Le métier de Délégué à la Protection des Données (ou DPO – pour Data Protection Officer), créé par le RGPD (Règlement Général sur la Protection des Données) est une évolution de celui de CIL (Correspondant Informatique et Libertés), institué dès 2004. De facultatif, sa désignation auprès de la CNIL est devenue quasiment obligatoire, ce qui explique l’explosion de leur effectif. Mais qui sont ces professionnels ? La Délégation Générale à l’Emploi et à la Formation Professionnelle (DGEFP – entité qui dépend du Ministère du Travail) a confié à l’Agence pour la Formation Professionnelle des Adultes (AFPA) la réalisation d’une étude de fond pour le savoir, avec la très forte implication de l’AFCDP et le soutien de la CNIL. Quels en sont les enseignements ?

73,7 % des DPO recommanderaient leur métier à un jeune

La période qui avait précédé l’entrée en application du RGPD avait vu fleurir les enquêtes portant sur le thème de la protection des données personnelles et de la conformité au nouveau cadre légal.

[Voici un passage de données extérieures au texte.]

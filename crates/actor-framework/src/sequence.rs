//! # Id Sequences
//!
//! Monotonic id allocation owned by a single actor.

/// A strictly increasing `u32` sequence starting at 1.
///
/// The sequence lives inside a `ResourceActor`, so allocation is serialized by the
/// actor's message loop and never hands out the same value twice.
#[derive(Debug, Clone)]
pub struct IdSequence {
    next: u32,
}

impl IdSequence {
    pub fn new() -> Self {
        Self { next: 1 }
    }

    /// Returns the next value and advances the sequence.
    pub fn next_id(&mut self) -> u32 {
        let id = self.next;
        self.next += 1;
        id
    }
}

impl Default for IdSequence {
    fn default() -> Self {
        Self::new()
    }
}

#[cfg(test)]
mod tests {
    use super::*;

    #[test]
    fn test_sequence_starts_at_one_and_increments() {
        let mut seq = IdSequence::new();
        assert_eq!(seq.next_id(), 1);
        assert_eq!(seq.next_id(), 2);
        assert_eq!(seq.next_id(), 3);
    }
}
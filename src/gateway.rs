//! # Gateway
//!
//! The single entry point external callers use. It owns its own
//! [`ConnectionCache`], forwards each operation to the service that owns it, and maps
//! failures onto HTTP-style status codes.

use crate::config::ServicesConfig;
use crate::discovery::{ConnectionCache, DiscoveryError};
use crate::model::{
    CreateOrderRequest, MenuItem, MenuItemCreate, MenuItemId, MenuItemUpdate, Order, OrderId,
    User, UserCreate, UserId,
};
use crate::rpc::{CatalogClient, Code, OrderServiceClient, Status, UserDirectoryClient};
use thiserror::Error;
use tracing::{info, instrument};

#[derive(Debug, Clone, PartialEq, Error)]
pub enum GatewayError {
    #[error(transparent)]
    Discovery(#[from] DiscoveryError),

    #[error("{service}: {status}")]
    Upstream { service: String, status: Status },
}

impl GatewayError {
    /// The HTTP status a REST front end would answer with.
    pub fn http_status(&self) -> u16 {
        match self {
            GatewayError::Discovery(_) => 503,
            GatewayError::Upstream { status, .. } => match status.code {
                Code::InvalidArgument => 400,
                Code::NotFound => 404,
                Code::Unavailable => 503,
                Code::DeadlineExceeded => 504,
                Code::Internal | Code::Unimplemented => 500,
            },
        }
    }
}

/// A user and a menu item fetched together.
#[derive(Debug, Clone, PartialEq)]
pub struct PurchaseView {
    pub user: User,
    pub menu_item: MenuItem,
}

/// Logical names of the services the gateway forwards to.
#[derive(Debug, Clone)]
pub struct ServiceNames {
    pub user: String,
    pub menu: String,
    pub order: String,
}

impl From<&ServicesConfig> for ServiceNames {
    fn from(services: &ServicesConfig) -> Self {
        Self {
            user: services.user.name.clone(),
            menu: services.menu.name.clone(),
            order: services.order.name.clone(),
        }
    }
}

pub struct Gateway {
    cache: ConnectionCache,
    services: ServiceNames,
}

impl Gateway {
    pub fn new(cache: ConnectionCache, services: ServiceNames) -> Self {
        Self { cache, services }
    }

    async fn users(&self) -> Result<UserDirectoryClient, GatewayError> {
        Ok(UserDirectoryClient::new(
            self.cache.resolve(&self.services.user).await?,
        ))
    }

    async fn catalog(&self) -> Result<CatalogClient, GatewayError> {
        Ok(CatalogClient::new(
            self.cache.resolve(&self.services.menu).await?,
        ))
    }

    async fn orders(&self) -> Result<OrderServiceClient, GatewayError> {
        Ok(OrderServiceClient::new(
            self.cache.resolve(&self.services.order).await?,
        ))
    }

    fn upstream(service: &str) -> impl Fn(Status) -> GatewayError + '_ {
        move |status| GatewayError::Upstream {
            service: service.to_string(),
            status,
        }
    }

    #[instrument(skip(self))]
    pub async fn create_user(&self, params: UserCreate) -> Result<User, GatewayError> {
        self.users()
            .await?
            .create_user(params)
            .await
            .map_err(Self::upstream(&self.services.user))
    }

    #[instrument(skip(self))]
    pub async fn get_user(&self, id: UserId) -> Result<User, GatewayError> {
        self.users()
            .await?
            .get_user(id)
            .await
            .map_err(Self::upstream(&self.services.user))
    }

    #[instrument(skip(self))]
    pub async fn list_users(&self) -> Result<Vec<User>, GatewayError> {
        self.users()
            .await?
            .list_users()
            .await
            .map_err(Self::upstream(&self.services.user))
    }

    #[instrument(skip(self))]
    pub async fn create_menu_item(&self, params: MenuItemCreate) -> Result<MenuItem, GatewayError> {
        self.catalog()
            .await?
            .create_menu_item(params)
            .await
            .map_err(Self::upstream(&self.services.menu))
    }

    #[instrument(skip(self))]
    pub async fn get_menu_item(&self, id: MenuItemId) -> Result<MenuItem, GatewayError> {
        self.catalog()
            .await?
            .get_menu_item(id)
            .await
            .map_err(Self::upstream(&self.services.menu))
    }

    #[instrument(skip(self))]
    pub async fn update_menu_item(
        &self,
        id: MenuItemId,
        update: MenuItemUpdate,
    ) -> Result<MenuItem, GatewayError> {
        self.catalog()
            .await?
            .update_menu_item(id, update)
            .await
            .map_err(Self::upstream(&self.services.menu))
    }

    #[instrument(skip(self))]
    pub async fn list_menu_items(&self) -> Result<Vec<MenuItem>, GatewayError> {
        self.catalog()
            .await?
            .list_menu_items()
            .await
            .map_err(Self::upstream(&self.services.menu))
    }

    #[instrument(skip(self, request), fields(user_id = %request.user_id))]
    pub async fn create_order(&self, request: CreateOrderRequest) -> Result<Order, GatewayError> {
        let order = self
            .orders()
            .await?
            .create_order(request)
            .await
            .map_err(Self::upstream(&self.services.order))?;
        info!(order_id = %order.id, "Order placed");
        Ok(order)
    }

    #[instrument(skip(self))]
    pub async fn get_order(&self, id: OrderId) -> Result<Order, GatewayError> {
        self.orders()
            .await?
            .get_order(id)
            .await
            .map_err(Self::upstream(&self.services.order))
    }

    #[instrument(skip(self))]
    pub async fn list_orders(&self) -> Result<Vec<Order>, GatewayError> {
        self.orders()
            .await?
            .list_orders()
            .await
            .map_err(Self::upstream(&self.services.order))
    }

    /// Fetches a user and a menu item at the same time.
    ///
    /// Both lookups run to completion. When both fail, the user's failure is reported.
    #[instrument(skip(self))]
    pub async fn purchase_view(
        &self,
        user_id: UserId,
        menu_item_id: MenuItemId,
    ) -> Result<PurchaseView, GatewayError> {
        let (user, menu_item) =
            tokio::join!(self.get_user(user_id), self.get_menu_item(menu_item_id));
        Ok(PurchaseView {
            user: user?,
            menu_item: menu_item?,
        })
    }
}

Commanditées par des offreurs, elles manquaient souvent de fond ou d’ampleur, quand ce n’était pas la méthodologie utilisée qui soulevait quelques interrogations. Il en est tout autrement de l’enquête commanditée par le Ministère du Travail et confiée à l’AFPA. Sur la base de questionnaires conçus en grande partie par l’AFCDP (association qui regroupe et représente les DPO), 1 265 professionnels ont permis, par leurs réponses, d’en savoir plus sur les différentes formes du métier (DPO interne, DPO interne mutualisé, DPO externe).

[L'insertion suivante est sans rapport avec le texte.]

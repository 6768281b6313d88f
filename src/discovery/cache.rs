//! Lazy, process-wide cache of service channels.

use crate::discovery::ServiceRegistry;
use crate::rpc::{Channel, Connector};
use std::collections::HashMap;
use std::sync::Arc;
use thiserror::Error;
use tokio::sync::Mutex;
use tracing::{debug, info, instrument, warn};

#[derive(Debug, Clone, PartialEq, Error)]
pub enum DiscoveryError {
    #[error("service {service} unavailable: {reason}")]
    ServiceUnavailable { service: String, reason: String },
}

impl DiscoveryError {
    fn unavailable(service: &str, reason: impl Into<String>) -> Self {
        let reason = reason.into();
        warn!(service, %reason, "Service unavailable");
        DiscoveryError::ServiceUnavailable {
            service: service.to_string(),
            reason,
        }
    }
}

/// Maps a logical service name to an open [`Channel`].
///
/// The first `resolve` for a name asks the registry for healthy instances, connects to
/// the first one and keeps the channel. Later calls return the stored channel without
/// touching the registry. Channels are never revalidated or evicted; a dead peer shows
/// up as a failed call on the channel.
///
/// Build one per process (or per component that needs its own view) and share it by
/// reference.
pub struct ConnectionCache {
    registry: Arc<dyn ServiceRegistry>,
    connector: Arc<dyn Connector>,
    channels: Mutex<HashMap<String, Channel>>,
}

impl ConnectionCache {
    pub fn new(registry: Arc<dyn ServiceRegistry>, connector: Arc<dyn Connector>) -> Self {
        Self {
            registry,
            connector,
            channels: Mutex::new(HashMap::new()),
        }
    }

    /// Returns the channel for `service`, connecting on first use.
    ///
    /// The whole check-else-connect-and-store sequence runs under one lock, so
    /// concurrent callers racing on the same uncached name open exactly one channel.
    #[instrument(skip(self))]
    pub async fn resolve(&self, service: &str) -> Result<Channel, DiscoveryError> {
        let mut channels = self.channels.lock().await;
        if let Some(channel) = channels.get(service) {
            debug!(address = channel.target(), "Using cached channel");
            return Ok(channel.clone());
        }

        let instances = self
            .registry
            .healthy_instances(service)
            .await
            .map_err(|e| DiscoveryError::unavailable(service, e.to_string()))?;
        let instance = instances
            .into_iter()
            .next()
            .ok_or_else(|| DiscoveryError::unavailable(service, "no healthy instances"))?;

        info!(address = %instance.endpoint(), "Connecting to service");
        let channel = self
            .connector
            .connect(&instance)
            .await
            .map_err(|e| DiscoveryError::unavailable(service, e.to_string()))?;

        channels.insert(service.to_string(), channel.clone());
        Ok(channel)
    }
}

#[cfg(test)]
mod tests {
    use super::*;
    use crate::discovery::{InMemoryRegistry, RegistryError, ServiceInstance};
    use crate::rpc::TransportError;
    use async_trait::async_trait;
    use std::sync::atomic::{AtomicUsize, Ordering};
    use std::time::Duration;
    use tokio::sync::mpsc;

    /// Hands out channels to nowhere and counts how many it opened.
    #[derive(Default)]
    struct CountingConnector {
        opened: AtomicUsize,
    }

    #[async_trait]
    impl Connector for CountingConnector {
        async fn connect(&self, instance: &ServiceInstance) -> Result<Channel, TransportError> {
            self.opened.fetch_add(1, Ordering::SeqCst);
            // Widen the race window between concurrent resolvers
            tokio::time::sleep(Duration::from_millis(5)).await;
            let (sender, _receiver) = mpsc::channel(1);
            Ok(Channel::new(
                instance.endpoint(),
                sender,
                Duration::from_secs(1),
            ))
        }
    }

    /// Counts lookups and delegates to an in-memory registry.
    struct CountingRegistry {
        inner: InMemoryRegistry,
        lookups: AtomicUsize,
    }

    #[async_trait]
    impl ServiceRegistry for CountingRegistry {
        async fn healthy_instances(
            &self,
            service: &str,
        ) -> Result<Vec<ServiceInstance>, RegistryError> {
            self.lookups.fetch_add(1, Ordering::SeqCst);
            self.inner.healthy_instances(service).await
        }
    }

    struct UnreachableRegistry;

    #[async_trait]
    impl ServiceRegistry for UnreachableRegistry {
        async fn healthy_instances(
            &self,
            _service: &str,
        ) -> Result<Vec<ServiceInstance>, RegistryError> {
            Err(RegistryError::Unreachable("connection reset".into()))
        }
    }

    async fn registry_with(instances: &[(&str, &str, u16)]) -> Arc<CountingRegistry> {
        let inner = InMemoryRegistry::new();
        for (service, address, port) in instances {
            inner
                .register(ServiceInstance::new(*service, *address, *port))
                .await;
        }
        Arc::new(CountingRegistry {
            inner,
            lookups: AtomicUsize::new(0),
        })
    }

    #[tokio::test]
    async fn test_first_healthy_instance_is_chosen() {
        let registry = registry_with(&[
            ("menu-service", "10.0.0.1", 1),
            ("menu-service", "10.0.0.2", 2),
        ])
        .await;
        registry
            .inner
            .set_health("menu-service", "10.0.0.1", 1, false)
            .await
            .unwrap();
        let cache = ConnectionCache::new(registry, Arc::new(CountingConnector::default()));

        let channel = cache.resolve("menu-service").await.unwrap();
        assert_eq!(channel.target(), "10.0.0.2:2");
    }

    #[tokio::test]
    async fn test_cache_hit_skips_registry() {
        let registry = registry_with(&[("user-service", "10.0.0.1", 1)]).await;
        let connector = Arc::new(CountingConnector::default());
        let cache = ConnectionCache::new(registry.clone(), connector.clone());

        cache.resolve("user-service").await.unwrap();
        cache.resolve("user-service").await.unwrap();
        cache.resolve("user-service").await.unwrap();

        assert_eq!(registry.lookups.load(Ordering::SeqCst), 1);
        assert_eq!(connector.opened.load(Ordering::SeqCst), 1);
    }

    #[tokio::test]
    async fn test_concurrent_resolves_open_one_channel_per_name() {
        let registry = registry_with(&[
            ("user-service", "10.0.0.1", 1),
            ("menu-service", "10.0.0.2", 2),
        ])
        .await;
        let connector = Arc::new(CountingConnector::default());
        let cache = Arc::new(ConnectionCache::new(registry, connector.clone()));

        let mut handles = Vec::new();
        for i in 0..16 {
            let cache = cache.clone();
            let name = if i % 2 == 0 { "user-service" } else { "menu-service" };
            handles.push(tokio::spawn(async move { cache.resolve(name).await }));
        }
        for handle in handles {
            handle.await.unwrap().unwrap();
        }

        assert_eq!(connector.opened.load(Ordering::SeqCst), 2);
    }

    #[tokio::test]
    async fn test_no_healthy_instance_is_unavailable() {
        let registry = registry_with(&[]).await;
        let cache = ConnectionCache::new(registry, Arc::new(CountingConnector::default()));

        let err = cache.resolve("user-service").await.unwrap_err();
        assert_eq!(
            err,
            DiscoveryError::ServiceUnavailable {
                service: "user-service".into(),
                reason: "no healthy instances".into(),
            }
        );
    }

    #[tokio::test]
    async fn test_unreachable_registry_is_unavailable_and_not_cached() {
        let connector = Arc::new(CountingConnector::default());
        let cache = ConnectionCache::new(Arc::new(UnreachableRegistry), connector.clone());

        assert!(cache.resolve("user-service").await.is_err());
        assert!(cache.resolve("user-service").await.is_err());
        assert_eq!(connector.opened.load(Ordering::SeqCst), 0);
    }
}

Les premiers résultats de l’étude1 ont été dévoilés le 26 juin 2019 à l’occasion de la conférence « Vive le DPO », organisée par l’AFCDP et qui s’est tenue à la Maison de la Chimie, à Paris. Quels en sont les principaux enseignements ?

La répartition selon les sexes des DPO est équilibrée avec 52,6 % d’hommes et 47,4 % de femmes. La surreprésentation des hommes parmi les DPO externes (61,3 %) s’explique par le fait que les prestataires sont majoritairement des informaticiens. Notons que près de six DPO sur dix ont plus de 40 ans. L’âge n’est pas un handicap pour exercer le métier de DPO. Cela peut même être un atout, notamment dans les relations avec l’encadrement et la direction. Un métier à l’abri du jeunisme ?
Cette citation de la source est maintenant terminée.